HA! I kid, I kid. How can you not love the guy that had the thunderous, elephantine sack to pitch THE GINGERDEAD MAN and actually get that sucker made? And really, FURNACE (or as it was released in the UK, TOM SIZEMORE MUST HAVE A HOUSE PAYMENT) isn’t all that bad. It’s just not good. Try as I might, I couldn’t get stoked over FURNACE.

And I promise, that’s the last FURNACE pun I’m going to make.

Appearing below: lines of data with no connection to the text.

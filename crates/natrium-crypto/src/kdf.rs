//! Hash-based key derivation
//!
//! # Extract / Expand
//!
//! ```text
//! source key bytes
//!        │
//!        ▼ BLAKE2b-256(ikm, key = zero bytes of len(ikm))
//! PRK
//!        │
//!        ▼ BLAKE2b-256(info ‖ salt ‖ 0x01, key = PRK)
//! 32-byte output key
//! ```
//!
//! This is a single-block expand: every output is exactly one BLAKE2b-256
//! block. [`crate::SharedKey::derive`] and the committing AEAD engine share
//! both steps.
//!
//! Diffie-Hellman outputs go through HKDF-SHA256 instead, with both public
//! keys bound into the info string.

use blake2::{
    Blake2b, Blake2bMac,
    digest::{Digest as _, Mac, consts::U32},
};
use hkdf::Hkdf;
use hmac::Hmac;
use sha2::{Sha256, Sha512};
use zeroize::Zeroizing;

/// Output length of every derivation in this module
pub const OUTPUT_BYTES: usize = 32;

/// Label for Diffie-Hellman session key derivation
const SESSION_LABEL: &[u8] = b"natrium.asymmetric.session";

/// Expansion counter for the single output block
const BLOCK_COUNTER: [u8; 1] = [0x01];

type Blake2b256 = Blake2b<U32>;
type Blake2bMac256 = Blake2bMac<U32>;
type HmacSha512 = Hmac<Sha512>;

/// Unkeyed BLAKE2b-256.
pub fn hash(data: &[u8]) -> [u8; OUTPUT_BYTES] {
    let digest = Blake2b256::digest(data);

    let mut out = [0u8; OUTPUT_BYTES];
    out.copy_from_slice(&digest);
    out
}

/// Keyed BLAKE2b-256 over the concatenation of `parts`.
///
/// `key` must be at most 64 bytes; all callers pass 32- or 64-byte keys.
pub(crate) fn keyed_hash(key: &[u8], parts: &[&[u8]]) -> Zeroizing<[u8; OUTPUT_BYTES]> {
    let Ok(mut mac) = <Blake2bMac256 as Mac>::new_from_slice(key) else {
        unreachable!("BLAKE2b accepts keys up to 64 bytes");
    };
    for part in parts {
        mac.update(part);
    }
    let result = mac.finalize().into_bytes();

    let mut out = Zeroizing::new([0u8; OUTPUT_BYTES]);
    out.copy_from_slice(&result);
    out
}

/// Extract a pseudo-random key from source key bytes.
pub(crate) fn extract(ikm: &[u8]) -> Zeroizing<[u8; OUTPUT_BYTES]> {
    let zero_key = Zeroizing::new(vec![0u8; ikm.len()]);
    keyed_hash(&zero_key, &[ikm])
}

/// Expand a pseudo-random key into one 32-byte output key.
pub(crate) fn expand(
    prk: &[u8; OUTPUT_BYTES],
    info: &[u8],
    salt: &[u8],
) -> Zeroizing<[u8; OUTPUT_BYTES]> {
    keyed_hash(prk, &[info, salt, &BLOCK_COUNTER])
}

/// Derive a session key from a Diffie-Hellman shared secret.
///
/// The public keys are bound in sorted order so both parties derive the same
/// key regardless of which side they are on.
pub(crate) fn session_key(
    shared_secret: &[u8; OUTPUT_BYTES],
    public_a: &[u8; OUTPUT_BYTES],
    public_b: &[u8; OUTPUT_BYTES],
) -> Zeroizing<[u8; OUTPUT_BYTES]> {
    let (low, high) =
        if public_a <= public_b { (public_a, public_b) } else { (public_b, public_a) };

    let hkdf = Hkdf::<Sha256>::new(None, shared_secret);

    // Capacity: label + two public keys
    let mut info = Vec::with_capacity(SESSION_LABEL.len() + 2 * OUTPUT_BYTES);
    info.extend_from_slice(SESSION_LABEL);
    info.extend_from_slice(low);
    info.extend_from_slice(high);

    let mut key = Zeroizing::new([0u8; OUTPUT_BYTES]);
    let Ok(()) = hkdf.expand(&info, key.as_mut_slice()) else {
        unreachable!("32 bytes is a valid HKDF-SHA256 output length");
    };
    key
}

/// HMAC-SHA-512 truncated to 32 bytes.
pub(crate) fn hmac_sha512_256(key: &[u8], data: &[u8]) -> [u8; OUTPUT_BYTES] {
    let Ok(mut mac) = <HmacSha512 as Mac>::new_from_slice(key) else {
        unreachable!("HMAC accepts any key size");
    };
    mac.update(data);
    let result = mac.finalize().into_bytes();

    let mut out = [0u8; OUTPUT_BYTES];
    out.copy_from_slice(&result[..OUTPUT_BYTES]);
    out
}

The story revolves around Detective Mike Turner, played by the cartoonishly rugged Michael Paré, as he investigates an increasing number of grisly suicides at the cartoonishly gothic Blackgate Prison. Cartoonishly sadistic prison guard Frank Miller (the aforementioned Sizemore) leads an inmate work detail in renovating an abandoned wing of Blackgate where, decades earlier, the Warden tried to dispose of the body of his young daughter in (wait for it...wait for iiiiiiiit…) the furnace after a friendly round of Daddy’s Super Secret FunTime Touching Game went wrong. Wronger. Of course, snugglemuffin isn’t quite dead when the Warden tosses her in and the flaming, screaming child somehow manages to reach out of the furnace and pull her 170 pound father into the furnace with her. Fifty years later, hi-jinx ensue. The titular furnace relights itself and the two ghosts with the most toast start their body-count. From what I was able to glean, for no reason at all.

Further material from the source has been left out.